In other research, the use of shRNA has successfully prevented the transmission of avian flu and swine flu in chickens, and foot and mouth disease in pigs. The studies involving chickens showed no disease transmission, and those involving pigs showed substantial reductions in infections. Notably, the modified genes were inherited by the next generation of pigs. As of yet, however, there is no transgenic animal engineered using shRNA to combat betacoronavirus.
Erlich and Douek are confident this approach is both feasible and ethical, because it doesn’t collapse the bat population and because it doesn’t alter endogenous genes in the bats. They expect the genetic modification to have a neutral effect on the bat, acting only in the case of betacoronavirus infection. Nonetheless, they plan to monitor the bats to ensure that eradicating betacoronavirus doesn’t enable the propagation of an even more dangerous virus.

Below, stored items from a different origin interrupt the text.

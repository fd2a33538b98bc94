use clap::{Args, Parser, Subcommand};
use std::path::PathBuf;
use std::time::Duration;

use crate::config::{DEFAULT_METHOD, RunParams};
use crate::record::RecordFormat;

use super::parsers::{parse_duration_arg, parse_header_arg};

/// Delay between the ticks of a single timed request. Only one request is
/// ever sent, so the value just has to be non-zero.
const TIME_DELAY: Duration = Duration::from_millis(1);

#[derive(Debug, Parser, Clone)]
#[clap(
    name = "lode",
    version,
    about = "Controlled-load HTTP exerciser: fire requests at a fixed rate, then report status codes, latency percentiles and per-phase timings."
)]
pub struct LodeArgs {
    #[command(subcommand)]
    pub command: Command,

    /// Enable debug logging
    #[arg(long, short, global = true)]
    pub verbose: bool,

    /// Disable colored log output
    #[arg(long = "no-color", global = true)]
    pub no_color: bool,
}

#[derive(Debug, Subcommand, Clone)]
pub enum Command {
    /// Load test a URL at a fixed rate
    Test(TestArgs),
    /// Time a single request and show where the time went
    Time(TimeArgs),
    /// Run every test listed in a suite file
    Suite(SuiteArgs),
    /// Print the report of a recorded run
    Replay(ReplayArgs),
}

/// Request shape shared by `test` and `time`.
#[derive(Debug, Args, Clone)]
pub struct RequestArgs {
    /// Target URL
    pub url: String,

    /// HTTP method
    #[arg(long, short, default_value = DEFAULT_METHOD)]
    pub method: String,

    /// Per-request timeout (e.g. 500ms, 5s)
    #[arg(long, short, default_value = "5s", value_parser = parse_duration_arg)]
    pub timeout: Duration,

    /// Request body
    #[arg(long, short)]
    pub body: Option<String>,

    /// Read the request body from a file (takes precedence over --body)
    #[arg(long = "file", short = 'F')]
    pub file: Option<PathBuf>,

    /// Request header as Key=Value (repeatable or comma separated)
    #[arg(
        long = "header",
        short = 'H',
        value_delimiter = ',',
        value_parser = parse_header_arg
    )]
    pub headers: Vec<(String, String)>,
}

#[derive(Debug, Args, Clone)]
pub struct TestArgs {
    #[command(flatten)]
    pub request: RequestArgs,

    /// Requests per second (takes precedence over --delay)
    #[arg(long, short, default_value_t = 0)]
    pub freq: u32,

    /// Delay between requests (e.g. 100ms, 1s)
    #[arg(long, short, default_value = "1s", value_parser = parse_duration_arg)]
    pub delay: Duration,

    /// Number of concurrent workers
    #[arg(long, short, default_value_t = 1)]
    pub concurrency: usize,

    /// Stop after this many responses (0 means no limit)
    #[arg(long = "max-requests", short = 'n', default_value_t = 0)]
    pub max_requests: u64,

    /// Stop after this much time (0 means no limit)
    #[arg(long = "max-time", short = 'l', default_value = "0", value_parser = parse_duration_arg)]
    pub max_time: Duration,

    /// Abort the run on the first non-success status
    #[arg(long = "fail-fast")]
    pub fail_fast: bool,

    /// Exit successfully even when some responses failed
    #[arg(long = "ignore-failures")]
    pub ignore_failures: bool,

    /// List every request after the report
    #[arg(long, short)]
    pub interactive: bool,

    /// Write a run record to this path
    #[arg(long = "out", short = 'o')]
    pub out: Option<PathBuf>,

    /// Run record format (inferred from the --out extension when unset)
    #[arg(long = "out-format", value_enum)]
    pub out_format: Option<RecordFormat>,
}

#[derive(Debug, Args, Clone)]
pub struct TimeArgs {
    #[command(flatten)]
    pub request: RequestArgs,
}

#[derive(Debug, Args, Clone)]
pub struct SuiteArgs {
    /// Suite file (.yaml, .yml, .json or .toml)
    pub file: PathBuf,

    /// Validate the suite without sending requests
    #[arg(long = "dry-run")]
    pub dry_run: bool,
}

#[derive(Debug, Args, Clone)]
pub struct ReplayArgs {
    /// Run record written with `test --out`
    pub file: PathBuf,

    /// Run record format (inferred from the extension when unset)
    #[arg(long = "in-format", value_enum)]
    pub in_format: Option<RecordFormat>,
}

impl RequestArgs {
    fn base_params(&self) -> RunParams {
        RunParams {
            url: self.url.clone(),
            method: self.method.clone(),
            body: self.body.clone(),
            file: self.file.clone(),
            timeout: self.timeout,
            headers: self.headers.clone(),
            ..RunParams::default()
        }
    }
}

impl TestArgs {
    #[must_use]
    pub fn to_params(&self) -> RunParams {
        let out_format = self
            .out_format
            .or_else(|| self.out.as_deref().and_then(RecordFormat::from_path))
            .unwrap_or_default();
        RunParams {
            freq: self.freq,
            delay: self.delay,
            concurrency: self.concurrency,
            max_requests: self.max_requests,
            max_time: self.max_time,
            fail_fast: self.fail_fast,
            ignore_failures: self.ignore_failures,
            interactive: self.interactive,
            out_file: self.out.clone(),
            out_format,
            ..self.request.base_params()
        }
    }
}

impl TimeArgs {
    /// One request on one worker.
    #[must_use]
    pub fn to_params(&self) -> RunParams {
        RunParams {
            delay: TIME_DELAY,
            concurrency: 1,
            max_requests: 1,
            ..self.request.base_params()
        }
    }
}

impl ReplayArgs {
    #[must_use]
    pub fn format(&self) -> RecordFormat {
        self.in_format
            .or_else(|| RecordFormat::from_path(&self.file))
            .unwrap_or_default()
    }
}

If this proposal is taken up by the scientific community, the researchers advise oversight by government regulators, infectious disease experts, virologists, zoologists, ethicists and local community members. The work would progress from the lab, to localized field experiments and to broader field experiments before becoming a full-fledged effort.
Researchers from Imperial College London admit CRISPR-based gene drives can be valuable in reducing the burden of disease, but they also express concerns about the wisdom of conferring heritable traits. Writing in Nature, they said that technologies to halt the spread of gene drives, therefore, could be “highly valuable in controlling, counteracting, and even reverting their effects on individual organisms as well as entire populations.”
This group developed a way, in mosquitos, to inactivate CRISPR-based gene drives and to restore their inheritance to Mendelian rates. Basically, they expressed a Cas9-inhibiting protein in a way that coincided with the gene drive activity, essentially nullifying it.
Optimistically, these two projects – one to insert gene drives and the other to prevent their heritability – suggest that for every problem there is a solution. Less optimistically, to quote from Portal, a popular science-gone-awry puzzle game, “We do what we must, because we can.” Either way, in terms of the next pandemic, the clock is ticking.